I've been reading up on multithreading to get something more than the regular "push functions to the threadpool and wait for it to finish" approach which is really basic.

Basically, I want more control over the threads, the ability to pass on Cancelation tokens, get return values, etc. This all looks possible with the use of Task.factory (Task Scheduler), which from what i understand runs on top of the threadpool.

If that's the case, if I limit the thread number on the general threadpool, that will apply to my implementation of Task Scheduler or?

I also read that using your own threadpool is better than THE threadpool, can I mix these two up and get the control I want?

Any suggestions are welcome! Thanks for taking the time to explain a bit more guys.

You can create a TaskScheduler that limits concurrency . This custom scheduler can then be used to create your own TaskFactory , and start tasks that are customized with the control you wish.

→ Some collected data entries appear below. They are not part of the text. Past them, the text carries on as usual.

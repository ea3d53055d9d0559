//! Carnivore behavior - hunting herbivores and scavenging carcasses.
//!
//! Unlike herbivores, the carnivore state machine keeps evaluating within
//! the same tick while a transition leaves something to resolve (a dead
//! target, an expired cooldown), so chained transitions show no lag.

use hecs::Entity;

use super::motion::{integrate, neighbor_centers, random_heading, repulsion_force, steer_towards};
use super::targeting::{find_close, resolve};
use super::vitals::{health_step, hunger_step};
use super::{read, write, TickContext};
use crate::components::*;
use crate::constants::{animal, carnivore};

/// Advance one carnivore by a tick: hunger, motion, health (and death),
/// procreation, then behavior.
pub fn update_carnivore(ctx: &mut TickContext, entity: Entity) {
    let (Some(mut body), Some(mut health), Some(mut hunger), Some(mut clock), Some(mut me)) = (
        read::<Body>(ctx.world, entity),
        read::<Health>(ctx.world, entity),
        read::<Hunger>(ctx.world, entity),
        read::<Procreation>(ctx.world, entity),
        read::<Carnivore>(ctx.world, entity),
    ) else {
        return;
    };

    hunger_step(&mut hunger, &mut health, ctx.dt);

    let external = match me.state {
        CarnivoreState::Idle { .. } => {
            body.max_speed = me.traits.idle_speed;
            let neighbors = neighbor_centers(ctx.world, entity, Kind::Carnivore);
            repulsion_force(body.center, me.traits.idle_speed, &neighbors)
        }
        _ => Vec2::ZERO,
    };
    integrate(&mut body, external, ctx.dt);

    write(ctx.world, entity, body);
    write(ctx.world, entity, health);
    write(ctx.world, entity, hunger);
    if !health_step(&mut health, ctx.dt) {
        ctx.kill(entity);
        return;
    }

    ctx.procreation_step(Kind::Carnivore, &body, &mut clock, &mut hunger);
    evaluate_carnivore(ctx, entity, &mut body, &health, &mut hunger, &mut me);

    write(ctx.world, entity, body);
    write(ctx.world, entity, health);
    write(ctx.world, entity, hunger);
    write(ctx.world, entity, clock);
    write(ctx.world, entity, me);
}

/// Run the state machine until it settles for this tick
pub fn evaluate_carnivore(
    ctx: &mut TickContext,
    entity: Entity,
    body: &mut Body,
    health: &Health,
    hunger: &mut Hunger,
    me: &mut Carnivore,
) {
    loop {
        match me.state {
            CarnivoreState::Idle { time_to_move } => {
                let time_to_move = time_to_move - ctx.dt;
                me.state = CarnivoreState::Idle { time_to_move };

                if wants_to_hunt(hunger, health, time_to_move) {
                    if let Some(target) = find_prey(ctx, entity, body) {
                        me.state = CarnivoreState::ChasingPrey { target };
                        return;
                    }
                }
                if time_to_move <= 0.0 {
                    random_heading(body, &mut *ctx.rng, me.traits.idle_speed);
                    me.state = CarnivoreState::Idle {
                        time_to_move: random_idle_time(&mut *ctx.rng, animal::IDLE_TIMER_MAX),
                    };
                }
                return;
            }
            CarnivoreState::ChasingPrey { target } => {
                let kind = match target {
                    Prey::Herbivore(_) => Kind::Herbivore,
                    Prey::Carcass(_) => Kind::Carcass,
                };
                let Some(prey) = resolve(ctx.world, target.entity(), kind) else {
                    me.state = CarnivoreState::Idle { time_to_move: 0.0 };
                    continue;
                };

                if body.collides_with(&prey) {
                    body.velocity = Vec2::ZERO;
                    me.state = match target {
                        Prey::Carcass(remains) => CarnivoreState::Eating { target: remains },
                        Prey::Herbivore(victim) => {
                            if let Ok(mut victim_health) = ctx.world.get::<&mut Health>(victim) {
                                victim_health.remove(me.traits.attack_damage);
                            }
                            CarnivoreState::AttackCooldown {
                                time_to_wait: carnivore::ATTACK_COOLDOWN,
                                target: victim,
                            }
                        }
                    };
                } else {
                    steer_towards(body, prey.center, me.traits.chase_speed);
                }
                return;
            }
            CarnivoreState::AttackCooldown { time_to_wait, target } => {
                let time_to_wait = time_to_wait - ctx.dt;
                if time_to_wait <= 0.0 {
                    me.state = CarnivoreState::ChasingPrey {
                        target: Prey::Herbivore(target),
                    };
                    continue;
                }
                me.state = CarnivoreState::AttackCooldown { time_to_wait, target };
                return;
            }
            CarnivoreState::Eating { target } => {
                if resolve(ctx.world, target, Kind::Carcass).is_none() {
                    me.state = CarnivoreState::Idle {
                        time_to_move: random_idle_time(&mut *ctx.rng, 1.0),
                    };
                    return;
                }
                let eaten = match ctx.world.get::<&mut Health>(target) {
                    Ok(mut remains) => remains.remove(me.traits.eat_speed * ctx.dt),
                    Err(_) => 0.0,
                };
                hunger.relieve(eaten * carnivore::HEALTH_TO_HUNGER);
                if hunger.value <= 0.0 {
                    me.state = CarnivoreState::Idle {
                        time_to_move: random_idle_time(&mut *ctx.rng, 1.0),
                    };
                }
                return;
            }
        }
    }
}

/// Hungry, peckish with nothing else to do, or starving faster than healing
pub fn wants_to_hunt(hunger: &Hunger, health: &Health, time_to_move: f32) -> bool {
    hunger.value >= carnivore::HUNT_HUNGER
        || (hunger.value >= carnivore::IDLE_HUNT_HUNGER && time_to_move <= 0.0)
        || hunger.value - health.value >= carnivore::STARVING_GAP
}

/// Carcasses first, live herbivores otherwise
fn find_prey(ctx: &mut TickContext, entity: Entity, body: &Body) -> Option<Prey> {
    let any = |_: &hecs::World, _: Entity, _: &Body| true;
    let remains = find_close(ctx.world, &mut *ctx.rng, entity, body.center, Kind::Carcass, any);
    if let Some(remains) = remains {
        return Some(Prey::Carcass(remains));
    }
    find_close(ctx.world, &mut *ctx.rng, entity, body.center, Kind::Herbivore, any)
        .map(Prey::Herbivore)
}

#[cfg(test)]
mod tests {
    use super::*;
    use crate::systems::fixture::Fixture;

    /// Run one evaluation with the carnivore's current components
    fn evaluate_once(fx: &mut Fixture, entity: Entity) -> (Body, Hunger, Carnivore) {
        let mut body = read::<Body>(&fx.world, entity).unwrap();
        let health = read::<Health>(&fx.world, entity).unwrap();
        let mut hunger = read::<Hunger>(&fx.world, entity).unwrap();
        let mut me = read::<Carnivore>(&fx.world, entity).unwrap();
        evaluate_carnivore(&mut fx.ctx(), entity, &mut body, &health, &mut hunger, &mut me);
        (body, hunger, me)
    }

    fn health_of(fx: &Fixture, entity: Entity) -> f32 {
        read::<Health>(&fx.world, entity).unwrap().value
    }

    #[test]
    fn test_bites_herbivore_on_contact() {
        let mut fx = Fixture::new(10);
        let hunter = fx.add(Kind::Carnivore, 100.0, 300.0);
        let herbivore = fx.add(Kind::Herbivore, 120.0, 300.0);
        fx.set::<Carnivore>(hunter, |c| {
            c.state = CarnivoreState::ChasingPrey {
                target: Prey::Herbivore(herbivore),
            }
        });

        let (body, _, me) = evaluate_once(&mut fx, hunter);

        assert_eq!(body.velocity, Vec2::ZERO);
        assert_eq!(
            me.state,
            CarnivoreState::AttackCooldown {
                time_to_wait: carnivore::ATTACK_COOLDOWN,
                target: herbivore,
            }
        );
        let expected = (100.0 - me.traits.attack_damage).max(0.0);
        assert!((health_of(&fx, herbivore) - expected).abs() < 1e-4);
    }

    #[test]
    fn test_cooldown_expiry_bites_again_same_tick() {
        let mut fx = Fixture::new(10);
        let hunter = fx.add(Kind::Carnivore, 100.0, 300.0);
        let herbivore = fx.add(Kind::Herbivore, 120.0, 300.0);
        fx.set::<Carnivore>(hunter, |c| {
            c.state = CarnivoreState::AttackCooldown {
                time_to_wait: 0.001,
                target: herbivore,
            }
        });

        let (_, _, me) = evaluate_once(&mut fx, hunter);

        assert_eq!(
            me.state,
            CarnivoreState::AttackCooldown {
                time_to_wait: carnivore::ATTACK_COOLDOWN,
                target: herbivore,
            }
        );
        let expected = (100.0 - me.traits.attack_damage).max(0.0);
        assert!((health_of(&fx, herbivore) - expected).abs() < 1e-4);
    }

    #[test]
    fn test_cooldown_counts_down() {
        let mut fx = Fixture::new(10);
        let hunter = fx.add(Kind::Carnivore, 100.0, 300.0);
        let herbivore = fx.add(Kind::Herbivore, 120.0, 300.0);
        fx.set::<Carnivore>(hunter, |c| {
            c.state = CarnivoreState::AttackCooldown {
                time_to_wait: 0.5,
                target: herbivore,
            }
        });

        let (_, _, me) = evaluate_once(&mut fx, hunter);

        assert!(matches!(
            me.state,
            CarnivoreState::AttackCooldown { time_to_wait, .. } if time_to_wait < 0.5
        ));
        assert_eq!(health_of(&fx, herbivore), 100.0);
    }

    #[test]
    fn test_prefers_carcass_over_herbivore() {
        let mut fx = Fixture::new(10);
        let hunter = fx.add(Kind::Carnivore, 100.0, 300.0);
        // The herbivore is much closer, yet the carcass still wins
        fx.add(Kind::Herbivore, 160.0, 300.0);
        let remains = fx.add(Kind::Carcass, 600.0, 700.0);
        fx.set::<Hunger>(hunter, |h| h.value = 60.0);

        for _ in 0..20 {
            fx.set::<Carnivore>(hunter, |c| {
                c.state = CarnivoreState::Idle { time_to_move: 3.0 }
            });
            let (_, _, me) = evaluate_once(&mut fx, hunter);
            assert_eq!(
                me.state,
                CarnivoreState::ChasingPrey {
                    target: Prey::Carcass(remains)
                }
            );
        }
    }

    #[test]
    fn test_carcass_contact_starts_eating() {
        let mut fx = Fixture::new(10);
        let hunter = fx.add(Kind::Carnivore, 100.0, 300.0);
        let remains = fx.add(Kind::Carcass, 120.0, 300.0);
        fx.set::<Carnivore>(hunter, |c| {
            c.state = CarnivoreState::ChasingPrey {
                target: Prey::Carcass(remains),
            }
        });

        let (_, _, me) = evaluate_once(&mut fx, hunter);
        assert_eq!(me.state, CarnivoreState::Eating { target: remains });
        assert_eq!(health_of(&fx, remains), 100.0);
    }

    #[test]
    fn test_eating_relieves_hunger() {
        let mut fx = Fixture::new(10);
        let hunter = fx.add(Kind::Carnivore, 100.0, 300.0);
        let remains = fx.add(Kind::Carcass, 120.0, 300.0);
        fx.set::<Carnivore>(hunter, |c| c.state = CarnivoreState::Eating { target: remains });
        fx.set::<Hunger>(hunter, |h| h.value = 50.0);

        let (_, hunger, me) = evaluate_once(&mut fx, hunter);

        let eaten = me.traits.eat_speed / 60.0;
        assert!((health_of(&fx, remains) - (100.0 - eaten)).abs() < 1e-4);
        assert!((hunger.value - (50.0 - eaten * carnivore::HEALTH_TO_HUNGER)).abs() < 1e-4);
        assert_eq!(me.state, CarnivoreState::Eating { target: remains });
    }

    #[test]
    fn test_full_carnivore_stops_eating() {
        let mut fx = Fixture::new(10);
        let hunter = fx.add(Kind::Carnivore, 100.0, 300.0);
        let remains = fx.add(Kind::Carcass, 120.0, 300.0);
        fx.set::<Carnivore>(hunter, |c| c.state = CarnivoreState::Eating { target: remains });
        fx.set::<Hunger>(hunter, |h| h.value = 0.05);

        let (_, hunger, me) = evaluate_once(&mut fx, hunter);

        assert_eq!(hunger.value, 0.0);
        assert!(matches!(
            me.state,
            CarnivoreState::Idle { time_to_move } if (0.25..=1.0).contains(&time_to_move)
        ));
    }

    #[test]
    fn test_wants_to_hunt() {
        let health = Health::new(100.0, 1.0);
        assert!(wants_to_hunt(&Hunger::new(50.0, 5.0), &health, 3.0));
        assert!(!wants_to_hunt(&Hunger::new(35.0, 5.0), &health, 3.0));
        assert!(wants_to_hunt(&Hunger::new(35.0, 5.0), &health, 0.0));

        // Starving faster than recovering
        let weak = Health::new(10.0, 1.0);
        assert!(wants_to_hunt(&Hunger::new(30.0, 5.0), &weak, 3.0));
        assert!(!wants_to_hunt(&Hunger::new(29.0, 5.0), &weak, 3.0));
    }
}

The Parallel Extensions Samples project includes many custom task schedulers you can use as reference.

I also read that using your own threadpool is better than THE threadpool, can I mix these two up and get the control I want?

I would actually disagree with this, for most general uses. The .NET ThreadPool is very efficient, and highly optimized. It includes quite a few metrics for automaticallly scaling the number of threads used, etc.

That being said, you can always make a TaskScheduler which uses dedicated threads or your own "thread pool" implementation if you choose.